Nivenskoye (also Severnyi, Uzhnyi & Yezau (US)) (Южный) is a former interceptor aircraft air base in Kaliningrad Oblast, Russia located 17 km south of Kaliningrad. A large mile-wide taxiway ring on west side fed a series of aircraft revetments. There were remote bomber or alert revetments for about 5 aircraft. It is abandoned and in a state of decay as of 2000.

Nivenskoye was a Second World War airfield, which was blown up by the Germans in 1945 during their retreat. It was rebuilt by the Soviet Union between 1948 and 1950 using Soviet soldiers and German civilians. By 1951 it had a length of 1500 m (4920 ft) and was used by the Soviet Air Force. By 1957 up to 25 MiG-15 (Fagot) aircraft were based at the airfield.

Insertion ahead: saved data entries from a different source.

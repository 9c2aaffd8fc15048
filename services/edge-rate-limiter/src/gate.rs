// SPDX-FileCopyrightText: 2025 Hyperpolymath
// SPDX-License-Identifier: PMPL-1.0-or-later

//! Process-local first gate.
//!
//! Mirrors the counter state this process has recently observed so that
//! identifiers already known to be exhausted are rejected without a store
//! round-trip. The gate only ever says "maybe allowed" or "certainly blocked
//! until `reset_time`"; the store remains the sole authority for admission.
//!
//! Concurrency contract: the gate is shared by every handler task on the
//! runtime and guards its state with a single mutex. Each operation is a
//! short, non-blocking critical section of at most O(log n) work and is never
//! held across an `.await`.
//!
//! Eviction: the gate holds at most `capacity` identifiers. Inserting a new
//! identifier into a full gate evicts, in order of preference:
//! 1. the expired entry whose window ended first,
//! 2. the open (not exhausted) entry whose window ends soonest,
//! 3. the exhausted entry whose window ends soonest.
//!
//! Only exhausted entries save store transactions, so they are the last to
//! go. "Expired" is judged against the latest `now` any caller has passed in.
//! The sweep additionally purges expired entries on every run.

use parking_lot::Mutex;
use std::collections::{BTreeSet, HashMap};
use tracing::trace;

#[derive(Debug, Clone, Copy)]
struct GateEntry {
    count: u32,
    reset_time: i64,
}

/// Map plus two eviction orders keyed by `(reset_time, identifier)`.
#[derive(Debug, Default)]
struct GateState {
    entries: HashMap<String, GateEntry>,
    open: BTreeSet<(i64, String)>,
    exhausted: BTreeSet<(i64, String)>,
    observed_now: i64,
}

impl GateState {
    fn order(&mut self, exhausted: bool) -> &mut BTreeSet<(i64, String)> {
        if exhausted {
            &mut self.exhausted
        } else {
            &mut self.open
        }
    }

    fn observe(&mut self, now: i64) {
        self.observed_now = self.observed_now.max(now);
    }

    fn remove(&mut self, identifier: &str, max_requests: u32) -> Option<GateEntry> {
        let entry = self.entries.remove(identifier)?;
        self.order(entry.count >= max_requests)
            .remove(&(entry.reset_time, identifier.to_string()));
        Some(entry)
    }

    /// Identifier of the next entry to evict, per the module-level policy.
    fn victim(&self) -> Option<String> {
        let expired = [self.open.first(), self.exhausted.first()]
            .into_iter()
            .flatten()
            .filter(|(reset_time, _)| *reset_time <= self.observed_now)
            .min();

        expired
            .or_else(|| self.open.first())
            .or_else(|| self.exhausted.first())
            .map(|(_, identifier)| identifier.clone())
    }
}

/// Bounded, best-effort mirror of window counters.
#[derive(Debug)]
pub struct InMemoryGate {
    max_requests: u32,
    capacity: usize,
    state: Mutex<GateState>,
}

impl InMemoryGate {
    pub fn new(max_requests: u32, capacity: usize) -> Self {
        Self {
            max_requests,
            capacity: capacity.max(1),
            state: Mutex::new(GateState::default()),
        }
    }

    /// Returns `false` only when a cached window is still running and full.
    pub fn check(&self, identifier: &str, now: i64) -> bool {
        self.blocked_until(identifier, now).is_none()
    }

    /// End of the cached window if the identifier is known to be exhausted.
    pub fn blocked_until(&self, identifier: &str, now: i64) -> Option<i64> {
        let mut state = self.state.lock();
        state.observe(now);
        state
            .entries
            .get(identifier)
            .filter(|entry| now < entry.reset_time && entry.count >= self.max_requests)
            .map(|entry| entry.reset_time)
    }

    /// Cache the state a transaction resolved to.
    pub fn record(&self, identifier: &str, count: u32, reset_time: i64) {
        self.upsert(identifier, GateEntry { count, reset_time });
    }

    /// Mark an identifier exhausted until `reset_time`.
    pub fn block(&self, identifier: &str, reset_time: i64) {
        self.upsert(
            identifier,
            GateEntry {
                count: self.max_requests,
                reset_time,
            },
        );
    }

    pub fn remove(&self, identifier: &str) {
        self.state.lock().remove(identifier, self.max_requests);
    }

    /// Wipe every entry.
    pub fn clear(&self) {
        let mut state = self.state.lock();
        state.entries.clear();
        state.open.clear();
        state.exhausted.clear();
    }

    /// Drop entries whose window ended at or before `now`. Returns how many.
    pub fn purge_expired(&self, now: i64) -> usize {
        let mut state = self.state.lock();
        state.observe(now);

        let mut purged = 0;
        for exhausted in [false, true] {
            while let Some((reset_time, identifier)) = state.order(exhausted).first().cloned() {
                if reset_time > now {
                    break;
                }
                state.order(exhausted).pop_first();
                state.entries.remove(&identifier);
                purged += 1;
            }
        }
        purged
    }

    pub fn len(&self) -> usize {
        self.state.lock().entries.len()
    }

    pub fn is_empty(&self) -> bool {
        self.state.lock().entries.is_empty()
    }

    fn upsert(&self, identifier: &str, entry: GateEntry) {
        let mut state = self.state.lock();
        let replaced = state.remove(identifier, self.max_requests).is_some();

        if !replaced && state.entries.len() >= self.capacity {
            if let Some(victim) = state.victim() {
                state.remove(&victim, self.max_requests);
                trace!(identifier = %victim, "Gate at capacity, evicted entry");
            }
        }

        state
            .order(entry.count >= self.max_requests)
            .insert((entry.reset_time, identifier.to_string()));
        state.entries.insert(identifier.to_string(), entry);
    }

    #[cfg(test)]
    fn indexed(&self) -> usize {
        let state = self.state.lock();
        state.open.len() + state.exhausted.len()
    }
}
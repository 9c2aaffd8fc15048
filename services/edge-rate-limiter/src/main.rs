// SPDX-FileCopyrightText: 2025 Hyperpolymath
// SPDX-License-Identifier: PMPL-1.0-or-later

//! Edge Rate Limiter Service
//!
//! A per-identifier fixed-window rate limiter for sensitive endpoints
//! (authentication, uploads, webhooks) behind stateless handlers.
//!
//! ## Usage
//!
//! A reverse proxy or application handler calls `POST /check` with the
//! caller's identifier (`ip:<addr>`, `user:<id>`, ...) and serves the request
//! only when `allowed` is true. Operators use `GET /limits/:identifier` and
//! `DELETE /limits/:identifier` to inspect and clear a quota.
//!
//! ## Configuration
//!
//! Configuration is loaded from environment variables:
//!
//! - `BIND_ADDR`: Server bind address (default: 0.0.0.0:8080)
//! - `RATE_LIMIT_WINDOW_MS`: Window length in milliseconds (default: 60000)
//! - `RATE_LIMIT_MAX_REQUESTS`: Requests per identifier per window (default: 10)
//! - `STORE_TIMEOUT_MS`: Store transaction bound before failing open (default: 2000)
//! - `GATE_CAPACITY`: Identifiers held in the in-memory gate (default: 10000)
//! - `STORE_BACKEND`: `memory` or `redis` (default: memory)
//! - `REDIS_URL`: Redis connection URL (default: redis://127.0.0.1:6379)
//! - `REDIS_KEY_PREFIX`: Prefix for Redis keys (default: ratelimit)
//! - `REDIS_MAX_RETRIES`: Optimistic transaction attempts (default: 16)
//! - `SWEEP_INTERVAL_SECS`: Seconds between maintenance sweeps (default: 300)
//! - `SWEEP_BATCH_SIZE`: Records deleted per sweep batch (default: 500)
//! - `MAX_IDENTIFIER_LEN`: Longest accepted identifier (default: 256)

use std::net::SocketAddr;
use std::str::FromStr;
use std::sync::Arc;
use tokio::net::TcpListener;
use tracing::{info, warn, Level};
use tracing_subscriber::{fmt, prelude::*, EnvFilter};

use edge_rate_limiter::{
    config::{Config, StoreBackend},
    handlers::{router, AppState},
    limiter::RateLimiter,
    metrics::LimiterMetrics,
    store::{MemoryWindowStore, RedisWindowStore, WindowStore},
    sweep::spawn_sweeper,
    validator::IdentifierValidator,
};

#[tokio::main]
async fn main() -> anyhow::Result<()> {
    // Initialize tracing
    tracing_subscriber::registry()
        .with(fmt::layer().json())
        .with(
            EnvFilter::builder()
                .with_default_directive(Level::INFO.into())
                .from_env_lossy(),
        )
        .init();

    // Load configuration
    let config = load_config();
    info!(
        bind_addr = %config.bind_addr,
        window_ms = config.rate_limit.window_millis(),
        max_requests = config.rate_limit.max_requests,
        store_timeout_ms = config.rate_limit.store_timeout_ms,
        backend = ?config.store.backend,
        "Starting edge rate limiter"
    );

    let store = build_store(&config).await;
    let metrics = Arc::new(LimiterMetrics::new()?);
    let limiter = Arc::new(
        RateLimiter::new(config.rate_limit.clone(), store)
            .with_metrics(metrics.clone())
            .with_sweep_batch_size(config.sweep.batch_size),
    );

    // Spawn maintenance sweep
    let _sweeper = spawn_sweeper(limiter.clone(), config.sweep.interval());

    let state = Arc::new(AppState {
        limiter,
        validator: IdentifierValidator::new(config.validation.clone()),
        metrics,
    });
    let app = router(state);

    // Start server
    let addr: SocketAddr = config.bind_addr.parse()?;
    let listener = TcpListener::bind(addr).await?;
    info!(addr = %addr, "Server listening");

    axum::serve(listener, app).await?;

    Ok(())
}

/// Connect the configured store, falling back to memory if Redis is down.
async fn build_store(config: &Config) -> Arc<dyn WindowStore> {
    match config.store.backend {
        StoreBackend::Memory => {
            warn!("Using in-memory window store; limits are not shared across instances");
            Arc::new(MemoryWindowStore::new())
        }
        StoreBackend::Redis => {
            match RedisWindowStore::connect(
                &config.store.redis_url,
                &config.store.key_prefix,
                config.store.max_retries,
            )
            .await
            {
                Ok(store) => {
                    info!(key_prefix = %config.store.key_prefix, "Connected to Redis window store");
                    Arc::new(store)
                }
                Err(e) => {
                    warn!(
                        error = %e,
                        "Failed to connect to Redis, falling back to in-memory window store"
                    );
                    Arc::new(MemoryWindowStore::new())
                }
            }
        }
    }
}

/// Load configuration from environment variables.
fn load_config() -> Config {
    let defaults = Config::default();
    Config {
        bind_addr: std::env::var("BIND_ADDR").unwrap_or(defaults.bind_addr),
        rate_limit: edge_rate_limiter::config::RateLimitConfig {
            window_ms: env_or("RATE_LIMIT_WINDOW_MS", defaults.rate_limit.window_ms),
            max_requests: env_or("RATE_LIMIT_MAX_REQUESTS", defaults.rate_limit.max_requests),
            store_timeout_ms: env_or("STORE_TIMEOUT_MS", defaults.rate_limit.store_timeout_ms),
            gate_capacity: env_or("GATE_CAPACITY", defaults.rate_limit.gate_capacity),
        },
        store: edge_rate_limiter::config::StoreConfig {
            backend: std::env::var("STORE_BACKEND")
                .ok()
                .and_then(|v| StoreBackend::from_str(&v).ok())
                .unwrap_or(defaults.store.backend),
            redis_url: std::env::var("REDIS_URL").unwrap_or(defaults.store.redis_url),
            key_prefix: std::env::var("REDIS_KEY_PREFIX").unwrap_or(defaults.store.key_prefix),
            max_retries: env_or("REDIS_MAX_RETRIES", defaults.store.max_retries),
        },
        sweep: edge_rate_limiter::config::SweepConfig {
            interval_secs: env_or("SWEEP_INTERVAL_SECS", defaults.sweep.interval_secs),
            batch_size: env_or("SWEEP_BATCH_SIZE", defaults.sweep.batch_size),
        },
        validation: edge_rate_limiter::config::ValidationConfig {
            max_identifier_len: env_or(
                "MAX_IDENTIFIER_LEN",
                defaults.validation.max_identifier_len,
            ),
        },
    }
}

fn env_or<T: FromStr>(key: &str, default: T) -> T {
    std::env::var(key)
        .ok()
        .and_then(|v| v.parse().ok())
        .unwrap_or(default)
}
// SPDX-FileCopyrightText: 2025 Hyperpolymath
// SPDX-License-Identifier: PMPL-1.0-or-later

//! Window store wrappers for observing and breaking the limiter's backend.

use async_trait::async_trait;
use edge_rate_limiter::error::Result;
use edge_rate_limiter::record::{Committed, WindowRecord};
use edge_rate_limiter::store::{Decide, WindowStore};
use std::sync::atomic::{AtomicBool, AtomicUsize, Ordering};
use std::sync::Arc;
use std::time::Duration;
use tokio::sync::Notify;

/// Counts transactions that reach the wrapped store.
pub struct CountingStore {
    inner: Arc<dyn WindowStore>,
    transactions: AtomicUsize,
}

impl CountingStore {
    pub fn new(inner: Arc<dyn WindowStore>) -> Self {
        Self {
            inner,
            transactions: AtomicUsize::new(0),
        }
    }

    pub fn transactions(&self) -> usize {
        self.transactions.load(Ordering::SeqCst)
    }
}

#[async_trait]
impl WindowStore for CountingStore {
    async fn transact(&self, identifier: &str, decide: Decide<'_>) -> Result<Committed> {
        self.transactions.fetch_add(1, Ordering::SeqCst);
        self.inner.transact(identifier, decide).await
    }

    async fn get(&self, identifier: &str) -> Result<Option<WindowRecord>> {
        self.inner.get(identifier).await
    }

    async fn delete(&self, identifier: &str) -> Result<()> {
        self.inner.delete(identifier).await
    }

    async fn delete_expired(&self, now: i64, limit: usize) -> Result<usize> {
        self.inner.delete_expired(now, limit).await
    }
}

/// Simulates a store outage that can be switched on and off.
pub struct FailingStore {
    inner: Arc<dyn WindowStore>,
    failing: AtomicBool,
}

impl FailingStore {
    pub fn new(inner: Arc<dyn WindowStore>) -> Self {
        Self {
            inner,
            failing: AtomicBool::new(false),
        }
    }

    pub fn set_failing(&self, failing: bool) {
        self.failing.store(failing, Ordering::SeqCst);
    }

    fn outage(&self) -> Result<()> {
        if self.failing.load(Ordering::SeqCst) {
            let err = redis::RedisError::from((redis::ErrorKind::IoError, "connection refused"));
            return Err(err.into());
        }
        Ok(())
    }
}

#[async_trait]
impl WindowStore for FailingStore {
    async fn transact(&self, identifier: &str, decide: Decide<'_>) -> Result<Committed> {
        self.outage()?;
        self.inner.transact(identifier, decide).await
    }

    async fn get(&self, identifier: &str) -> Result<Option<WindowRecord>> {
        self.outage()?;
        self.inner.get(identifier).await
    }

    async fn delete(&self, identifier: &str) -> Result<()> {
        self.outage()?;
        self.inner.delete(identifier).await
    }

    async fn delete_expired(&self, now: i64, limit: usize) -> Result<usize> {
        self.outage()?;
        self.inner.delete_expired(now, limit).await
    }
}

/// Delays every call by a fixed amount before delegating.
pub struct SlowStore {
    inner: Arc<dyn WindowStore>,
    delay: Duration,
}

impl SlowStore {
    pub fn new(inner: Arc<dyn WindowStore>, delay: Duration) -> Self {
        Self { inner, delay }
    }
}

#[async_trait]
impl WindowStore for SlowStore {
    async fn transact(&self, identifier: &str, decide: Decide<'_>) -> Result<Committed> {
        tokio::time::sleep(self.delay).await;
        self.inner.transact(identifier, decide).await
    }

    async fn get(&self, identifier: &str) -> Result<Option<WindowRecord>> {
        tokio::time::sleep(self.delay).await;
        self.inner.get(identifier).await
    }

    async fn delete(&self, identifier: &str) -> Result<()> {
        tokio::time::sleep(self.delay).await;
        self.inner.delete(identifier).await
    }

    async fn delete_expired(&self, now: i64, limit: usize) -> Result<usize> {
        tokio::time::sleep(self.delay).await;
        self.inner.delete_expired(now, limit).await
    }
}

/// Holds transactions for one identifier until released; others pass through.
pub struct StallingStore {
    inner: Arc<dyn WindowStore>,
    stalled: String,
    entered: Notify,
    release: Notify,
}

impl StallingStore {
    pub fn new(inner: Arc<dyn WindowStore>, stalled: &str) -> Self {
        Self {
            inner,
            stalled: stalled.to_string(),
            entered: Notify::new(),
            release: Notify::new(),
        }
    }

    /// Resolves once a transaction for the stalled identifier is parked.
    pub async fn wait_until_stalled(&self) {
        self.entered.notified().await;
    }

    pub fn release(&self) {
        self.release.notify_one();
    }
}

#[async_trait]
impl WindowStore for StallingStore {
    async fn transact(&self, identifier: &str, decide: Decide<'_>) -> Result<Committed> {
        if identifier == self.stalled {
            self.entered.notify_one();
            self.release.notified().await;
        }
        self.inner.transact(identifier, decide).await
    }

    async fn get(&self, identifier: &str) -> Result<Option<WindowRecord>> {
        self.inner.get(identifier).await
    }

    async fn delete(&self, identifier: &str) -> Result<()> {
        self.inner.delete(identifier).await
    }

    async fn delete_expired(&self, now: i64, limit: usize) -> Result<usize> {
        self.inner.delete_expired(now, limit).await
    }
}
// SPDX-FileCopyrightText: 2025 Hyperpolymath
// SPDX-License-Identifier: PMPL-1.0-or-later

//! Window record store backends.
//!
//! Provides storage implementations for window records:
//! - Redis for distributed, production use
//! - In-memory for development and single-instance deployments

mod memory;
mod redis_store;

pub use self::memory::MemoryWindowStore;
pub use self::redis_store::RedisWindowStore;

use crate::error::Result;
use crate::record::{Committed, Mutation, WindowRecord};
use async_trait::async_trait;

/// Decision function run inside a transaction.
///
/// Receives the record as currently stored and returns the write to apply.
/// Backends with optimistic concurrency call it again after a conflict, so it
/// must be free of side effects.
pub type Decide<'a> = &'a (dyn Fn(Option<&WindowRecord>) -> Mutation + Send + Sync);

/// Durable, transactional per-identifier counter storage.
#[async_trait]
pub trait WindowStore: Send + Sync {
    /// Atomically read the record for `identifier`, decide, and apply.
    ///
    /// Concurrent transactions on the same identifier serialize; no admitted
    /// increment may be lost. Transactions on different identifiers must not
    /// block each other.
    async fn transact(&self, identifier: &str, decide: Decide<'_>) -> Result<Committed>;

    /// Read the stored record without modifying it.
    async fn get(&self, identifier: &str) -> Result<Option<WindowRecord>>;

    /// Remove the record for `identifier`, if any.
    async fn delete(&self, identifier: &str) -> Result<()>;

    /// Remove up to `limit` records with `reset_time < now`. Returns how many.
    async fn delete_expired(&self, now: i64, limit: usize) -> Result<usize>;
}
// SPDX-FileCopyrightText: 2025 Hyperpolymath
// SPDX-License-Identifier: PMPL-1.0-or-later

//! Prometheus metrics for the rate limiter.

use prometheus::{
    Encoder, Histogram, HistogramOpts, IntCounter, IntCounterVec, Opts, Registry, TextEncoder,
};
use std::time::Duration;

/// How a single `check_rate_limit` call was resolved.
#[derive(Debug, Clone, Copy, PartialEq, Eq, Hash)]
pub enum DecisionOutcome {
    /// Admitted by a store transaction
    Allowed,
    /// Denied by a store transaction
    Denied,
    /// Denied by the in-memory gate without touching the store
    ShortCircuit,
    /// Admitted because the store failed or timed out
    FailOpen,
}

impl DecisionOutcome {
    pub fn as_str(&self) -> &'static str {
        match self {
            Self::Allowed => "allowed",
            Self::Denied => "denied",
            Self::ShortCircuit => "short_circuit",
            Self::FailOpen => "fail_open",
        }
    }
}

/// Metric handles registered in a dedicated registry.
pub struct LimiterMetrics {
    registry: Registry,
    decisions: IntCounterVec,
    swept: IntCounter,
    store_latency: Histogram,
}

impl LimiterMetrics {
    pub fn new() -> prometheus::Result<Self> {
        let registry = Registry::new();

        let decisions = IntCounterVec::new(
            Opts::new("ratelimit_decisions_total", "Rate limit decisions by outcome"),
            &["outcome"],
        )?;
        let swept = IntCounter::new(
            "ratelimit_swept_records_total",
            "Expired window records deleted by the sweep",
        )?;
        let store_latency = Histogram::with_opts(HistogramOpts::new(
            "ratelimit_store_transaction_seconds",
            "Latency of window store transactions",
        ))?;

        registry.register(Box::new(decisions.clone()))?;
        registry.register(Box::new(swept.clone()))?;
        registry.register(Box::new(store_latency.clone()))?;

        Ok(Self {
            registry,
            decisions,
            swept,
            store_latency,
        })
    }

    pub fn observe_decision(&self, outcome: DecisionOutcome) {
        self.decisions.with_label_values(&[outcome.as_str()]).inc();
    }

    pub fn decision_count(&self, outcome: DecisionOutcome) -> u64 {
        self.decisions.with_label_values(&[outcome.as_str()]).get()
    }

    pub fn add_swept(&self, removed: usize) {
        self.swept.inc_by(removed as u64);
    }

    pub fn swept_count(&self) -> u64 {
        self.swept.get()
    }

    pub fn observe_store_latency(&self, elapsed: Duration) {
        self.store_latency.observe(elapsed.as_secs_f64());
    }

    /// Render all metrics in the Prometheus text exposition format.
    pub fn encode(&self) -> prometheus::Result<String> {
        let mut buffer = Vec::new();
        TextEncoder::new().encode(&self.registry.gather(), &mut buffer)?;
        String::from_utf8(buffer).map_err(|e| prometheus::Error::Msg(e.to_string()))
    }
}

From October 1952 Nivenskoye was home to the 689th Guards Fighter Aviation Regiment (689 Gv IAP) flying the Mikoyan-Gurevich MiG-15, March 1951–1954; the Mikoyan-Gurevich MiG-17 and MiG-17P, October 1953 – 1957; the MiG-19S/P, October 1956 – 1977; the Mikoyan-Gurevich MiG-23M, 1977–1989; and the Sukhoi Su-27 "Flanker," a total of 36, from 1989. The regiment had received the honorary name "Sandomierz", in 1944, for participation in the Lvov-Sandomierz operation, and in the same year it was awarded the Order of Alexander Nevsky. The airbase was also home to 288th Independent Helicopter Regiment (288 OVP) flying Mil Mi-24 K and R models and Mil Mi-8.

689 Gv IAP & 288th Independent Helicopter Regiment based at Uzhnyi moved to Kaliningrad Chkalovsk, also within the Kaliningrad Oblast, during August 2002.